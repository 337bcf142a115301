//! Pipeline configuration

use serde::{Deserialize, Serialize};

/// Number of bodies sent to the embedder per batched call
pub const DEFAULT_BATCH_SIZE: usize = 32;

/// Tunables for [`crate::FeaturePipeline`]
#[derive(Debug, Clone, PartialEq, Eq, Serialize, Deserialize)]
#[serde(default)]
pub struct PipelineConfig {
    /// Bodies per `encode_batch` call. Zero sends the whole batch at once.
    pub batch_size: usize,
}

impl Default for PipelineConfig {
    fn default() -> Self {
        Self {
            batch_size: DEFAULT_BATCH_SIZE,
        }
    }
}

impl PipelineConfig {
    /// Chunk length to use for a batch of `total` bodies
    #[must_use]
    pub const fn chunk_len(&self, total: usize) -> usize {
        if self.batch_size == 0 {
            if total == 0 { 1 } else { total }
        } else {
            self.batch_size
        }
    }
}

▬▬▬▬▬▬

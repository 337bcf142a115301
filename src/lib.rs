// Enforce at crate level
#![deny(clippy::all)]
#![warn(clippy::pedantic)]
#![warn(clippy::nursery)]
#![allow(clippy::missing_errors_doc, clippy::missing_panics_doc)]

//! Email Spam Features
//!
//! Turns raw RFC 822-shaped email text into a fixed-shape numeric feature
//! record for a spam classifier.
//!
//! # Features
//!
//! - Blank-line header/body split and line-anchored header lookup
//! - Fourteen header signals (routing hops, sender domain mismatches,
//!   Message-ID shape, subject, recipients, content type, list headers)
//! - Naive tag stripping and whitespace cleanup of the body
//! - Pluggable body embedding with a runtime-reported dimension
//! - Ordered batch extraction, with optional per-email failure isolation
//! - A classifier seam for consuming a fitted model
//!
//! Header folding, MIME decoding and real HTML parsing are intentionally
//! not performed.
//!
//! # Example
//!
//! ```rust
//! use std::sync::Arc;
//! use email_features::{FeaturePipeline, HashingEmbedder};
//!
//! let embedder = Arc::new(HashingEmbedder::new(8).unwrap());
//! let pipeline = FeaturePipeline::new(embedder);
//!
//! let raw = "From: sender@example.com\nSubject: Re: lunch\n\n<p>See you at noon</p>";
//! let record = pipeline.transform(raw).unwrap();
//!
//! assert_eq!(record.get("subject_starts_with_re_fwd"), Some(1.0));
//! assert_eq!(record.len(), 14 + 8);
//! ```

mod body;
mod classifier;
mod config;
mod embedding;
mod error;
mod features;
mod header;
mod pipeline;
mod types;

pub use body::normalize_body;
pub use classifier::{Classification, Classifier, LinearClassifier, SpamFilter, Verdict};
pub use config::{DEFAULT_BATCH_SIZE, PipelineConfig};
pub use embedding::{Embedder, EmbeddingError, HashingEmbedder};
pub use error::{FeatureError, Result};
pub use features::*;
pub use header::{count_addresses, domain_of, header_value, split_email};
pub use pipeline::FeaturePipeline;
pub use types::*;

▬▬▬▬▬▬

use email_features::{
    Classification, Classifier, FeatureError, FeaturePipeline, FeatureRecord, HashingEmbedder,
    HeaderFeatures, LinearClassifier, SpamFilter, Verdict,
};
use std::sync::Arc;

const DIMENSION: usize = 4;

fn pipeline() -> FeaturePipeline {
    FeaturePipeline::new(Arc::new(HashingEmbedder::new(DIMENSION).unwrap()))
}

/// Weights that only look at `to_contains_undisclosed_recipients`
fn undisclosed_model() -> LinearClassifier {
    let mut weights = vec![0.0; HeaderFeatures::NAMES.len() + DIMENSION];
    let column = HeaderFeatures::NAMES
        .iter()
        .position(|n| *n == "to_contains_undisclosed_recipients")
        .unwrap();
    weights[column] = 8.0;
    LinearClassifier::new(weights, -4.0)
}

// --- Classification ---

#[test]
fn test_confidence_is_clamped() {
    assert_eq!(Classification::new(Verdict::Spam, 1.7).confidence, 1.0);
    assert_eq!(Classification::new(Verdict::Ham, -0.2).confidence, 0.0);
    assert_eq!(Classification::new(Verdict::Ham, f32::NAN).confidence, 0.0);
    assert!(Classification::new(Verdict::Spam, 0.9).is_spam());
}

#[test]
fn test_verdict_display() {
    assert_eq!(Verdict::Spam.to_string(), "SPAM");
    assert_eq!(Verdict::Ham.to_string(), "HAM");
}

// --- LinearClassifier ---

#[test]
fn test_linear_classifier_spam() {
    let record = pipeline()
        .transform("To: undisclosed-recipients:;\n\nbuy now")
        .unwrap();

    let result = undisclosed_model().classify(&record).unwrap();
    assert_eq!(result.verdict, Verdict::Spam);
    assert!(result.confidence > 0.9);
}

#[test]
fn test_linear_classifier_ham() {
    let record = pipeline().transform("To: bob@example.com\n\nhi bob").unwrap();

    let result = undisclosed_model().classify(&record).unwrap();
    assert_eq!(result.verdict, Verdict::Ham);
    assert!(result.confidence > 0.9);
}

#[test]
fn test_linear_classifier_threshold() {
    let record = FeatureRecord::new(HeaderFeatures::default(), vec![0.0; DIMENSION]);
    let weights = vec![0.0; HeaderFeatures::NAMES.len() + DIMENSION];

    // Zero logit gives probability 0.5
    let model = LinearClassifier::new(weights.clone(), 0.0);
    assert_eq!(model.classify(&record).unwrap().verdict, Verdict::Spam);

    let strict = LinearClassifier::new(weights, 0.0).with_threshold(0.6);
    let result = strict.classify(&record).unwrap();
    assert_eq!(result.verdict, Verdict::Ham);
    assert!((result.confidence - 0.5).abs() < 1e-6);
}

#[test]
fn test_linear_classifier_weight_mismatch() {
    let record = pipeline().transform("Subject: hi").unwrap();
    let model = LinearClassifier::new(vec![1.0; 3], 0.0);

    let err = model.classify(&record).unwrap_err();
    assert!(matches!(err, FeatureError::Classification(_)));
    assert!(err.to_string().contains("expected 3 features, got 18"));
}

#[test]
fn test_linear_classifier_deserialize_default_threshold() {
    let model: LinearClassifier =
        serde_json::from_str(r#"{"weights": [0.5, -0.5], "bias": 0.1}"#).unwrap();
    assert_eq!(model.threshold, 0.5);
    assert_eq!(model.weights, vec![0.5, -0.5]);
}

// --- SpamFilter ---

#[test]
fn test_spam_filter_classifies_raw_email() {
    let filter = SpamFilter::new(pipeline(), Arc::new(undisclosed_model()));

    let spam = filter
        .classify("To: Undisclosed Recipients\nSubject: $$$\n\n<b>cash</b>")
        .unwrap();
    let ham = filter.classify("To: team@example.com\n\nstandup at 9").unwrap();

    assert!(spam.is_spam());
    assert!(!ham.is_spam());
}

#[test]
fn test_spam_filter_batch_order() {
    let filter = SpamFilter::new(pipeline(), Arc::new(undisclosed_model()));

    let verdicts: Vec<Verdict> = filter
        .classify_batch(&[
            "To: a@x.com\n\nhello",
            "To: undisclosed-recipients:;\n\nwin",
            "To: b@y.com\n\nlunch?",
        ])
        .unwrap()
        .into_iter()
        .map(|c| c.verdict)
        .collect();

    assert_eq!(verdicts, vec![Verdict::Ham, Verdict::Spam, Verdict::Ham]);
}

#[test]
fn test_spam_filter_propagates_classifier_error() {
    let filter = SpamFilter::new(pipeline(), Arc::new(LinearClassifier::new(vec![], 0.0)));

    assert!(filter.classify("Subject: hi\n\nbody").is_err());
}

▬▬▬▬▬▬

- [Task directions]:
Copy each line of the data that includes the word "FeatureError".

- [Answer]:
pub use error::{FeatureError, Result};
    Classification, Classifier, FeatureError, FeaturePipeline, FeatureRecord, HashingEmbedder,
    assert!(matches!(err, FeatureError::Classification(_)));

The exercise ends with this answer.